During the story, Alison Horwood spoke of visiting Weatherston in prison. This blog along with Busted Blonde and DPF called her out on that as it would have breached access provisions by Corrections.
TV3 denied that they hadn’t followed procedure to Regan Cunliffe at throng.co.nz.
When asked if she was given permission to visit as a Journalist, Ms Horwood told us that “There is only one standard application form for approval to visit a prisoner, and not a separate one for journalists. I filled the standard form out correctly, honestly and in a transparent manner. It does not require you to give your occupation.” And “I can assure you that at no time was I dishonest.”
Whale Oil Beef Hooked has asked for a copy of the application form under the Official Information Act and has just been provided with the documents along with an explanation of the law surrounding access of journalists to Corrections inmates.
As you can see from the documents obtain under the OIA the TV3 repeater, Alsion Horwood has lied.
She put herself down as a “(family) Friend” of Clayton Weatherston.
She has clearly gained access to Clayton Weatherston under false pretences and is now likely to find herself in all sorts of bother both with Corrections and with TV3.
Now what remains to be extracted from TV3 is whether or not Alison Horwood was ordered to lie to Corrections by her boss or not. She could then possibly claim the Nuremburg defence for that part. She still did lie to Regan Cunliffe though and quite possibly other media.
Certainly under Section 141(1f) of the Corrections Act 2004;
…every person commits an offence who, except under the authority of this Act or of any regulations made under this Act or the express authority of the prison manager or the chief executive,
(f) makes any visual recording (whether by photograph, film, videotape, or otherwise) or sound recording of a prisoner if the making of such a recording may prejudice the maintenance of the law, the safe custody of the prisoner, the well-being of any victim of an offence committed by that prisoner, the safety of any person, or the security of any prison:
The penalties for such breaches are up to 3 months in prison and/or a $5000 fine. Further the Corrections Regulation 2005 Regulation 108 states clearly;
Without first obtaining the written approval of both the chief executive and the prisoner concerned, no person may—
(a) interview a prisoner, for the purpose of—
(i) obtaining information and publishing or broadcasting it; or
(ii) publishing or broadcasting a transcript or description of the interview; or
(b) make a sound recording of a prisoner, or an interview with a prisoner, for the purpose of—
(i) >broadcasting it; or
(ii) publishing a transcript of it; or
(c) make or take a film, photograph, videotape, or other visual recording of a prisoner, for the purpose of publishing or broadcasting it.

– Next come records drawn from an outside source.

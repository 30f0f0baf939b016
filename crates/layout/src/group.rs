//! Geometry of a single group.
//!
//! A group receives a slice of the card-wide row heights and turns it into
//! boxes: the group box itself, one box per row stacked top-down with no
//! gaps, and one box per column placed left to right inside each row.

use cardex_protocol::{Column, Group, Row};

use crate::geometry::{Bounds, Orientation};
use crate::prune::PlannedRow;

/// Laid-out column.
#[derive(Debug, Clone, PartialEq)]
pub struct ColumnGeometry<'a> {
    /// Work-item field shown by the column.
    pub key: &'a str,
    pub column: &'a Column,
    pub bounds: Bounds,
    /// `bounds` inset by the text padding.
    pub text_bounds: Bounds,
}

/// Laid-out row.
#[derive(Debug, Clone, PartialEq)]
pub struct RowGeometry<'a> {
    pub key: &'a str,
    pub row: &'a Row,
    pub bounds: Bounds,
    /// Height the row needs; compare with `bounds.height` to detect a shortfall.
    pub minimum: i32,
    pub columns: Vec<ColumnGeometry<'a>>,
}

impl RowGeometry<'_> {
    /// Returns `true` if the row got less than its minimum height.
    #[must_use]
    pub fn is_under_allocated(&self) -> bool {
        self.bounds.height < self.minimum
    }
}

/// Laid-out group.
#[derive(Debug, Clone, PartialEq)]
pub struct GroupGeometry<'a> {
    pub key: &'a str,
    pub group: &'a Group,
    /// Group box. Its height is the row sum less half a group padding.
    pub bounds: Bounds,
    /// Allocated heights of this group's rows, in row order.
    pub row_heights: Vec<i32>,
    pub rows: Vec<RowGeometry<'a>>,
}

impl GroupGeometry<'_> {
    /// Sum of the allocated row heights, before the half-padding trim.
    #[must_use]
    pub fn rows_height(&self) -> i32 {
        self.row_heights.iter().sum()
    }
}

/// Lays out one group whose top edge sits at `top`.
///
/// `rows`, `row_heights` and `minimums` are parallel slices.
///
/// # Examples
///
/// ```
/// use cardex_layout::{Bounds, Orientation, layout_group};
/// use cardex_protocol::Group;
///
/// let group = Group::default();
/// let orientation = Orientation::new(100, 200).with_padding(1, 10);
///
/// let geometry = layout_group("empty", &group, &[], &[], &[], 190, &orientation);
/// assert_eq!(geometry.bounds, Bounds::new(0, 190, 100, -5));
/// ```
#[must_use]
pub fn layout_group<'a>(
    key: &'a str,
    group: &'a Group,
    rows: &[PlannedRow<'a>],
    row_heights: &[i32],
    minimums: &[i32],
    top: i32,
    orientation: &Orientation,
) -> GroupGeometry<'a> {
    let rows_height: i32 = row_heights.iter().sum();
    let bounds = Bounds::new(
        0,
        top,
        orientation.width,
        rows_height - orientation.group_padding / 2,
    );

    let mut row_top = top;
    let rows = rows
        .iter()
        .zip(row_heights)
        .zip(minimums)
        .map(|((planned, &height), &minimum)| {
            let row_bounds = Bounds::new(0, row_top, orientation.width, height);
            row_top -= height;
            RowGeometry {
                key: planned.key,
                row: planned.row,
                bounds: row_bounds,
                minimum,
                columns: layout_columns(&planned.columns, row_bounds, orientation.text_padding),
            }
        })
        .collect();

    GroupGeometry {
        key,
        group,
        bounds,
        row_heights: row_heights.to_vec(),
        rows,
    }
}

/// Places columns left to right inside `row`.
///
/// Columns with an explicit width keep it. The remaining width is split
/// equally across the other columns, leftmost ones taking the remainder.
///
/// # Examples
///
/// ```
/// use cardex_layout::{Bounds, layout_columns};
/// use cardex_protocol::Column;
///
/// let narrow = Column { width: Some(20), ..Column::default() };
/// let flexible = Column::default();
/// let columns = [("type", &narrow), ("status", &flexible), ("due", &flexible)];
///
/// let geometry = layout_columns(&columns, Bounds::new(0, 50, 101, 10), 1);
/// let widths: Vec<i32> = geometry.iter().map(|c| c.bounds.width).collect();
/// assert_eq!(widths, [20, 41, 40]);
/// assert_eq!(geometry[1].bounds.x, 20);
/// assert_eq!(geometry[1].text_bounds, Bounds::new(21, 49, 39, 8));
/// ```
#[must_use]
pub fn layout_columns<'a>(
    columns: &[(&'a str, &'a Column)],
    row: Bounds,
    text_padding: i32,
) -> Vec<ColumnGeometry<'a>> {
    let fixed: i32 = columns.iter().filter_map(|(_, column)| column.width).sum();
    let flexible = columns.iter().filter(|(_, column)| column.width.is_none()).count();
    let mut shares = equal_widths((row.width - fixed).max(0), flexible).into_iter();

    let mut x = row.x;
    columns
        .iter()
        .map(|&(key, column)| {
            let width = column
                .width
                .unwrap_or_else(|| shares.next().unwrap_or_default());
            let bounds = Bounds::new(x, row.y, width, row.height);
            x += width;
            ColumnGeometry {
                key,
                column,
                bounds,
                text_bounds: bounds.inset(text_padding),
            }
        })
        .collect()
}

fn equal_widths(total: i32, count: usize) -> Vec<i32> {
    if count == 0 {
        return Vec::new();
    }
    let n = count as i32;
    (0..n)
        .map(|index| total / n + i32::from(index < total % n))
        .collect()
}

#[cfg(test)]
mod tests {
    use super::*;

    fn planned<'a>(key: &'a str, row: &'a Row) -> PlannedRow<'a> {
        PlannedRow {
            key,
            row,
            columns: row.columns.iter().map(|(k, c)| (k.as_str(), c)).collect(),
        }
    }

    #[test]
    fn rows_stack_top_down_without_gaps() {
        let group = Group::default();
        let title = Row::with_columns([("subject", Column::default())]);
        let meta = Row::with_columns([("status", Column::default())]);
        let rows = [planned("title", &title), planned("meta", &meta)];
        let orientation = Orientation::new(80, 100).with_padding(1, 4);

        let geometry = layout_group("g", &group, &rows, &[30, 20], &[10, 10], 96, &orientation);

        assert_eq!(geometry.bounds, Bounds::new(0, 96, 80, 48));
        assert_eq!(geometry.rows_height(), 50);
        assert_eq!(geometry.rows[0].bounds, Bounds::new(0, 96, 80, 30));
        assert_eq!(geometry.rows[1].bounds, Bounds::new(0, 66, 80, 20));
        assert_eq!(geometry.rows[1].bounds.bottom(), 46);
    }

    #[test]
    fn half_padding_trim_uses_integer_division() {
        let group = Group::default();
        let row = Row::with_columns([("subject", Column::default())]);
        let rows = [planned("r", &row)];
        let orientation = Orientation::new(10, 100).with_padding(0, 5);

        let geometry = layout_group("g", &group, &rows, &[40], &[10], 95, &orientation);
        assert_eq!(geometry.bounds.height, 38);
    }

    #[test]
    fn rows_report_shortfall() {
        let group = Group::default();
        let row = Row::with_columns([("subject", Column::default())]);
        let rows = [planned("r", &row)];
        let orientation = Orientation::new(10, 100);

        let geometry = layout_group("g", &group, &rows, &[8], &[10], 100, &orientation);
        assert!(geometry.rows[0].is_under_allocated());
        assert_eq!(geometry.rows[0].minimum, 10);
    }

    #[test]
    fn flexible_columns_share_the_width() {
        let column = Column::default();
        let columns = [("a", &column), ("b", &column), ("c", &column)];

        let geometry = layout_columns(&columns, Bounds::new(5, 40, 20, 10), 0);
        let xs: Vec<i32> = geometry.iter().map(|c| c.bounds.x).collect();
        let widths: Vec<i32> = geometry.iter().map(|c| c.bounds.width).collect();

        assert_eq!(xs, [5, 12, 19]);
        assert_eq!(widths, [7, 7, 6]);
    }

    #[test]
    fn fixed_widths_wider_than_the_row_leave_nothing_for_the_rest() {
        let wide = Column {
            width: Some(50),
            ..Column::default()
        };
        let flexible = Column::default();
        let columns = [("a", &wide), ("b", &flexible)];

        let geometry = layout_columns(&columns, Bounds::new(0, 10, 30, 10), 0);
        assert_eq!(geometry[0].bounds.width, 50);
        assert_eq!(geometry[1].bounds.width, 0);
    }

    #[test]
    fn text_bounds_never_go_negative() {
        let column = Column::default();
        let geometry = layout_columns(&[("a", &column)], Bounds::new(0, 3, 4, 3), 2);
        assert_eq!(geometry[0].text_bounds, Bounds::new(2, 1, 0, 0));
    }

    #[test]
    fn no_columns_no_geometry() {
        assert!(layout_columns(&[], Bounds::new(0, 10, 10, 10), 1).is_empty());
    }
}
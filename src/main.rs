//! cardex - Lays out and previews work-item export cards.
//!
//! This is the main binary that launches the TUI preview. An optional first
//! argument names the card configuration file; without it the default
//! locations are searched and the built-in sample card is the fallback.
//!
//! Logging is off unless `CARDEX_LOG` is set, in which case it is used as the
//! filter (e.g. `CARDEX_LOG=cardex_layout=debug`) and events are written to
//! `cardex.log` in the current directory, away from the terminal UI.

use std::fs::File;
use std::path::PathBuf;
use std::sync::Mutex;

use anyhow::Context;
use cardex_config::Config;
use cardex_protocol::dummy::sample_work_items;
use cardex_tui::{App, terminal};
use tracing_subscriber::EnvFilter;

const LOG_ENV: &str = "CARDEX_LOG";
const LOG_FILE: &str = "cardex.log";

#[tokio::main]
async fn main() -> anyhow::Result<()> {
    init_logging()?;

    let config_path = std::env::args_os().nth(1).map(PathBuf::from);
    let config = match &config_path {
        Some(path) => Config::load_from(path)
            .with_context(|| format!("failed to load card configuration {}", path.display()))?,
        None => Config::load().context("failed to load card configuration")?,
    };
    tracing::info!(name = config.display_name(), "starting cardex preview");

    let mut app = App::new(config, sample_work_items());
    if let Some(path) = config_path {
        app = app.with_config_path(path);
    }

    // Install panic hook to restore terminal on panic
    terminal::install_panic_hook();

    let mut terminal = terminal::setup_terminal()?;

    // Run the main loop
    let result = app.run(&mut terminal).await;

    // Always restore terminal, even if app.run() failed
    terminal::restore_terminal(&mut terminal)?;

    result
}

fn init_logging() -> anyhow::Result<()> {
    let Ok(filter) = std::env::var(LOG_ENV) else {
        return Ok(());
    };

    let file = File::create(LOG_FILE).with_context(|| format!("failed to create {LOG_FILE}"))?;
    tracing_subscriber::fmt()
        .with_env_filter(EnvFilter::new(filter))
        .with_writer(Mutex::new(file))
        .with_ansi(false)
        .init();

    Ok(())
}
//! Pruning and flattening of a card configuration.
//!
//! A card is pruned once per layout pass, against one work item:
//!
//! 1. Columns whose field is missing or empty are dropped, unless the
//!    column asks to be rendered anyway.
//! 2. Rows left without columns are dropped, unless they carry a fixed
//!    height and act as spacers.
//! 3. Groups left without rows are dropped.
//!
//! The surviving rows are flattened into one sequence in group-then-row
//! order. Each planned group records how many of those rows it owns, so the
//! allocator's output can be sliced back into groups without re-walking the
//! nested configuration.

use cardex_protocol::{CardConfiguration, Column, Group, Row, WorkItem};

/// A row that survived pruning, with its visible columns.
#[derive(Debug, Clone, PartialEq)]
pub struct PlannedRow<'a> {
    pub key: &'a str,
    pub row: &'a Row,
    pub columns: Vec<(&'a str, &'a Column)>,
}

/// A group that survived pruning.
#[derive(Debug, Clone, PartialEq)]
pub struct PlannedGroup<'a> {
    pub key: &'a str,
    pub group: &'a Group,
    /// Number of consecutive entries of [`CardPlan::rows`] owned by this group.
    pub row_count: usize,
}

/// The pruned, flattened shape of a card for one work item.
#[derive(Debug, Clone, Default, PartialEq)]
pub struct CardPlan<'a> {
    pub groups: Vec<PlannedGroup<'a>>,
    pub rows: Vec<PlannedRow<'a>>,
}

impl<'a> CardPlan<'a> {
    /// Prunes `config` against `item` and flattens what remains.
    ///
    /// # Examples
    ///
    /// ```
    /// use cardex_layout::CardPlan;
    /// use cardex_protocol::{CardConfiguration, Column, Group, Row, WorkItem};
    ///
    /// let mut config = CardConfiguration::new();
    /// config.insert("header".into(), Group {
    ///     rows: [
    ///         ("title".to_string(), Row::with_columns([("subject", Column::default())])),
    ///         ("meta".to_string(), Row::with_columns([("status", Column::default())])),
    ///     ]
    ///     .into_iter()
    ///     .collect(),
    ///     ..Group::default()
    /// });
    ///
    /// // The item has no status, so the meta row disappears.
    /// let plan = CardPlan::build(&config, &WorkItem::new("Fix login"));
    /// assert_eq!(plan.groups.len(), 1);
    /// assert_eq!(plan.groups[0].row_count, 1);
    /// assert_eq!(plan.rows[0].key, "title");
    /// ```
    #[must_use]
    pub fn build(config: &'a CardConfiguration, item: &WorkItem) -> Self {
        // Pass one: visible rows per group.
        let mut candidates: Vec<(&'a str, &'a Group, Vec<PlannedRow<'a>>)> = Vec::new();
        for (group_key, group) in config {
            let rows: Vec<PlannedRow<'a>> = group
                .rows
                .iter()
                .filter_map(|(row_key, row)| plan_row(row_key, row, item))
                .collect();
            candidates.push((group_key.as_str(), group, rows));
        }

        // Pass two: drop empty groups and flatten.
        let mut plan = CardPlan::default();
        for (key, group, rows) in candidates {
            if rows.is_empty() {
                continue;
            }
            plan.groups.push(PlannedGroup {
                key,
                group,
                row_count: rows.len(),
            });
            plan.rows.extend(rows);
        }

        plan
    }

    /// Returns `true` if nothing survived pruning.
    #[must_use]
    pub fn is_empty(&self) -> bool {
        self.groups.is_empty()
    }

    /// Iterates the groups alongside the slice of rows each one owns.
    pub fn grouped_rows(&self) -> impl Iterator<Item = (&PlannedGroup<'a>, &[PlannedRow<'a>])> {
        let mut start = 0;
        self.groups.iter().map(move |group| {
            let rows = &self.rows[start..start + group.row_count];
            start += group.row_count;
            (group, rows)
        })
    }
}

fn plan_row<'a>(key: &'a str, row: &'a Row, item: &WorkItem) -> Option<PlannedRow<'a>> {
    let columns: Vec<(&'a str, &'a Column)> = row
        .columns
        .iter()
        .filter(|(field, column)| column.render_if_empty || item.has_value(field))
        .map(|(field, column)| (field.as_str(), column))
        .collect();

    if columns.is_empty() && row.height.is_none() {
        return None;
    }

    Some(PlannedRow { key, row, columns })
}
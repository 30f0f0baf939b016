//! Status bar widget.
//!
//! One line at the bottom of the screen: the item position and key hints on
//! the left, the fit check result on the right.

use cardex_layout::LayoutError;
use ratatui::{
    buffer::Buffer,
    layout::{Alignment, Constraint, Layout, Rect},
    style::{Color, Style},
    text::{Line, Span},
    widgets::{Paragraph, Widget},
};

/// What the status bar reports on its right-hand side.
#[derive(Debug, Clone, PartialEq, Eq)]
pub enum FitStatus {
    /// Every row got at least its minimum height.
    Fits,
    /// The card does not fit its rectangle.
    DoesNotFit(LayoutError),
    /// Something else the user should know, such as a failed reload.
    Notice(String),
}

impl From<Result<(), LayoutError>> for FitStatus {
    fn from(result: Result<(), LayoutError>) -> Self {
        match result {
            Ok(()) => Self::Fits,
            Err(err) => Self::DoesNotFit(err),
        }
    }
}

/// Renders the status bar.
///
/// `position` is the zero-based index of the shown item and the item count.
///
/// # Examples
///
/// ```
/// use ratatui::buffer::Buffer;
/// use ratatui::layout::Rect;
/// use cardex_tui::widgets::{FitStatus, render_status_bar};
///
/// let area = Rect::new(0, 0, 80, 1);
/// let mut buf = Buffer::empty(area);
///
/// render_status_bar((0, 4), &FitStatus::Fits, area, &mut buf);
/// ```
pub fn render_status_bar(position: (usize, usize), status: &FitStatus, area: Rect, buf: &mut Buffer) {
    let key_style = Style::default().fg(Color::Yellow);
    let text_style = Style::default().fg(Color::DarkGray);

    let (index, count) = position;
    let shown = if count == 0 { 0 } else { index + 1 };

    let hints = Line::from(vec![
        Span::styled(format!(" {shown}/{count} "), Style::default().fg(Color::White)),
        Span::styled("←/→", key_style),
        Span::styled(" item  ", text_style),
        Span::styled("r", key_style),
        Span::styled(" reload  ", text_style),
        Span::styled("q", key_style),
        Span::styled(" quit", text_style),
    ]);

    let (message, color) = match status {
        FitStatus::Fits => ("fits".to_string(), Color::Green),
        FitStatus::DoesNotFit(err) => (err.to_string(), Color::Red),
        FitStatus::Notice(text) => (text.clone(), Color::Yellow),
    };
    let message_width = u16::try_from(message.chars().count() + 1).unwrap_or(u16::MAX);

    let [hints_area, message_area] =
        Layout::horizontal([Constraint::Min(0), Constraint::Length(message_width)]).areas(area);

    Paragraph::new(hints).render(hints_area, buf);
    Paragraph::new(Span::styled(message, Style::default().fg(color)))
        .alignment(Alignment::Right)
        .render(message_area, buf);
}
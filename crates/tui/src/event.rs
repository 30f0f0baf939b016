//! Event handling and key mappings.
//!
//! This module provides event polling and conversion from terminal events
//! to preview messages.

use std::time::Duration;

use cardex_protocol::Message;
use crossterm::event::{self, Event, KeyCode, KeyEvent, KeyEventKind, KeyModifiers};

/// Default poll timeout for events.
const POLL_TIMEOUT: Duration = Duration::from_millis(100);

/// Polls for a terminal event with the default timeout.
///
/// Returns `Some(Event)` if an event is available within the timeout,
/// or `None` if the timeout expires without an event.
///
/// # Errors
///
/// Returns an error if polling the terminal fails.
pub fn poll_event() -> std::io::Result<Option<Event>> {
    if event::poll(POLL_TIMEOUT)? {
        Ok(Some(event::read()?))
    } else {
        Ok(None)
    }
}

/// Converts a terminal event to a preview message.
///
/// Only key presses are handled; releases, mouse and resize events map to
/// `None` (a resize is picked up by the next redraw).
#[must_use]
pub fn event_to_message(event: &Event) -> Option<Message> {
    match event {
        Event::Key(key) if key.kind == KeyEventKind::Press => key_to_message(*key),
        _ => None,
    }
}

/// Converts a terminal key event to a preview message.
///
/// # Key Bindings
///
/// | Key | Action |
/// |-----|--------|
/// | `Left` or `h` | Previous work item |
/// | `Right` or `l` | Next work item |
/// | `Home` or `g` | First work item |
/// | `End` or `G` | Last work item |
/// | `r` | Reload the configuration |
/// | `q`, `Esc` or `Ctrl+C` | Quit |
#[must_use]
pub fn key_to_message(key: KeyEvent) -> Option<Message> {
    if key.modifiers.contains(KeyModifiers::CONTROL) {
        return (key.code == KeyCode::Char('c')).then_some(Message::Quit);
    }

    match key.code {
        KeyCode::Left | KeyCode::Char('h') => Some(Message::PreviousItem),
        KeyCode::Right | KeyCode::Char('l') => Some(Message::NextItem),
        KeyCode::Home | KeyCode::Char('g') => Some(Message::FirstItem),
        KeyCode::End | KeyCode::Char('G') => Some(Message::LastItem),
        KeyCode::Char('r') => Some(Message::Reload),
        KeyCode::Char('q') | KeyCode::Esc => Some(Message::Quit),
        _ => None,
    }
}

#[cfg(test)]
mod tests {
    use super::*;

    fn make_key(code: KeyCode) -> KeyEvent {
        KeyEvent::new(code, KeyModifiers::NONE)
    }

    fn make_key_with_modifiers(code: KeyCode, modifiers: KeyModifiers) -> KeyEvent {
        KeyEvent {
            code,
            modifiers,
            kind: KeyEventKind::Press,
            state: event::KeyEventState::NONE,
        }
    }

    #[test]
    fn quit_keys() {
        assert_eq!(
            key_to_message(make_key_with_modifiers(
                KeyCode::Char('c'),
                KeyModifiers::CONTROL
            )),
            Some(Message::Quit)
        );
        assert_eq!(key_to_message(make_key(KeyCode::Char('q'))), Some(Message::Quit));
        assert_eq!(key_to_message(make_key(KeyCode::Esc)), Some(Message::Quit));
    }

    #[test]
    fn navigation_keys() {
        assert_eq!(
            key_to_message(make_key(KeyCode::Left)),
            Some(Message::PreviousItem)
        );
        assert_eq!(
            key_to_message(make_key(KeyCode::Right)),
            Some(Message::NextItem)
        );
        assert_eq!(
            key_to_message(make_key(KeyCode::Home)),
            Some(Message::FirstItem)
        );
        assert_eq!(
            key_to_message(make_key(KeyCode::End)),
            Some(Message::LastItem)
        );
    }

    #[test]
    fn vim_keys() {
        assert_eq!(
            key_to_message(make_key(KeyCode::Char('h'))),
            Some(Message::PreviousItem)
        );
        assert_eq!(
            key_to_message(make_key(KeyCode::Char('l'))),
            Some(Message::NextItem)
        );
        assert_eq!(
            key_to_message(make_key(KeyCode::Char('g'))),
            Some(Message::FirstItem)
        );
        assert_eq!(
            key_to_message(make_key_with_modifiers(
                KeyCode::Char('G'),
                KeyModifiers::SHIFT
            )),
            Some(Message::LastItem)
        );
    }

    #[test]
    fn reload_key() {
        assert_eq!(
            key_to_message(make_key(KeyCode::Char('r'))),
            Some(Message::Reload)
        );
    }

    #[test]
    fn other_control_chords_are_ignored() {
        assert_eq!(
            key_to_message(make_key_with_modifiers(
                KeyCode::Char('r'),
                KeyModifiers::CONTROL
            )),
            None
        );
    }

    #[test]
    fn unmapped_keys_return_none() {
        assert_eq!(key_to_message(make_key(KeyCode::Char('x'))), None);
        assert_eq!(key_to_message(make_key(KeyCode::F(1))), None);
        assert_eq!(key_to_message(make_key(KeyCode::Enter)), None);
    }

    #[test]
    fn event_to_message_handles_key_presses() {
        let event = Event::Key(make_key(KeyCode::Right));
        assert_eq!(event_to_message(&event), Some(Message::NextItem));
    }

    #[test]
    fn event_to_message_ignores_key_releases() {
        let event = Event::Key(KeyEvent {
            kind: KeyEventKind::Release,
            ..make_key(KeyCode::Right)
        });
        assert_eq!(event_to_message(&event), None);
    }

    #[test]
    fn event_to_message_ignores_resize() {
        assert_eq!(event_to_message(&Event::Resize(80, 24)), None);
    }
}
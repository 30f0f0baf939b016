//! Error types for layout fit checks.
//!
//! Layout itself never fails: it always produces geometry whose row heights
//! sum to the available height. These errors are produced on request by
//! [`CardLayout::ensure_fits`](crate::CardLayout::ensure_fits) when the
//! caller wants to treat an under-allocated card as a failure.

use thiserror::Error;

/// Errors reported when a laid-out card does not fit its rectangle.
#[derive(Debug, Clone, PartialEq, Eq, Error)]
pub enum LayoutError {
    /// Group padding alone consumes the whole card height.
    #[error("no height left for rows: available height is {available}")]
    NonPositiveBudget {
        /// Card height minus all group paddings.
        available: i32,
    },

    /// A row was allocated less than its minimum height.
    #[error("row '{row}' in group '{group}' needs {minimum} but was allocated {allocated}")]
    InsufficientBudget {
        /// Key of the group holding the row.
        group: String,
        /// Key of the row.
        row: String,
        /// Height the row received.
        allocated: i32,
        /// Height the row needs to show its content.
        minimum: i32,
    },
}

/// A specialized Result type for layout fit checks.
pub type Result<T> = std::result::Result<T, LayoutError>;
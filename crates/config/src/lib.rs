//! Configuration management for the cardex application.
//!
//! This crate loads card documents, checks their shape, and persists them.
//!
//! # Overview
//!
//! - [`config`]: The card document struct and loading logic
//! - [`validator`]: Allowed and required keys per nesting level
//! - [`spacing`]: Text and group padding settings
//! - [`persistence`]: Config file discovery, reading and writing
//! - [`error`]: Error types for configuration operations
//!
//! # Document Format
//!
//! Card documents are JSON5 (or plain JSON). Groups, rows and columns are
//! mappings whose key order is the display order:
//!
//! ```json5
//! {
//!   name: "Default",
//!   spacing: { text_padding: 1, group_padding: 2 },
//!   groups: {
//!     header: {
//!       has_border: true,
//!       rows: {
//!         title: { priority: 1, columns: { subject: { font_style: "bold", minimum_lines: 2 } } },
//!       },
//!     },
//!   },
//! }
//! ```
//!
//! # Examples
//!
//! ```no_run
//! use cardex_config::Config;
//!
//! # fn example() -> cardex_config::Result<()> {
//! let config = Config::load()?;
//! for (name, group) in &config.groups {
//!     println!("{name}: {} rows", group.rows.len());
//! }
//! # Ok(())
//! # }
//! ```

pub mod config;
pub mod error;
pub mod persistence;
pub mod spacing;
pub mod validator;

// Re-export primary types at crate root for convenience
pub use config::Config;
pub use error::{ConfigError, Result};
pub use spacing::Spacing;
//! Shared protocol types for the cardex application.
//!
//! This crate defines the types used across all cardex components: the
//! declarative card configuration, the work items shown on cards, and the
//! preview application's messages.
//!
//! # Overview
//!
//! - [`card`]: Card configuration (groups, rows, columns)
//! - [`work_item`]: Work items and their field values
//! - [`message`]: Preview application messages
//! - [`dummy`]: Sample configuration and work items
//!
//! # Examples
//!
//! ```
//! use cardex_protocol::{CardConfiguration, Column, Group, Row, WorkItem};
//!
//! let mut card = CardConfiguration::new();
//! let mut group = Group::default();
//! group.rows.insert(
//!     "title".to_string(),
//!     Row::with_columns([("subject", Column::default())]),
//! );
//! card.insert("header".to_string(), group);
//!
//! let item = WorkItem::new("Replace flaky login test");
//! assert!(item.has_value("subject"));
//! assert_eq!(card["header"].rows.len(), 1);
//! ```

pub mod card;
pub mod dummy;
pub mod message;
pub mod work_item;

// Re-export primary types at crate root for convenience
pub use card::{
    CardConfiguration, Column, DEFAULT_FONT_SIZE, DEFAULT_MINIMUM_LINES, DEFAULT_PRIORITY,
    FontStyle, Group, Row, TextAlign,
};
pub use message::Message;
pub use work_item::{FieldValue, SUBJECT_FIELD, WorkItem, WorkItemId};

(2) Without first obtaining the written approval of both the chief executive and the prisoner concerned, no person to whom subclause (3) applies may—
(a) interview a prisoner; or
(b) make a sound recording of a prisoner, or an interview with a prisoner; or
(c) make or take a film, photograph, videotape, or other visual recording of a prisoner.
(3) This subclause applies to a person who is—
(a) a publisher of books, or a magazine, newspaper, newsletter, circular, or other similar publication; or
(b) a broadcaster or producer of radio or television programmes; or
(c) a disseminator of news or opinion by electronic means; or
(d) a writer, a journalist (whether in electronic or print media), a radio or television broadcaster, or a producer of radio or television programmes; or
(e) an employee, contractor, or agent of a person described in any of paragraphs (a) to (d).
And Regulation 109 states;
The chief executive must, in deciding whether to give approval under regulation 108, have regard to the need to—
(a) protect the interests of people other than the prisoner concerned; and
(b) maintain the security and order of the prison concerned.
(2) The chief executive must not give that approval unless satisfied that the prisoner understands—
(a) >the nature and purpose of the filming, interviewing, photographing, recording, or videotaping concerned; and
(b) the possible consequences to the prisoner and other people of the publication or broadcasting of the film, interview, photograph, recording, transcript, or videotape concerned.
(3) The chief executive may give that approval subject to any conditions reasonably necessary to—
(a) protect the interests of any person other than the prisoner; or
(b)maintain the security and order of the prison.
Clearly Alison Horwood and TV3 have breached the law and the Corrections Regulations. Now let’s see what TV3 have to say about all this.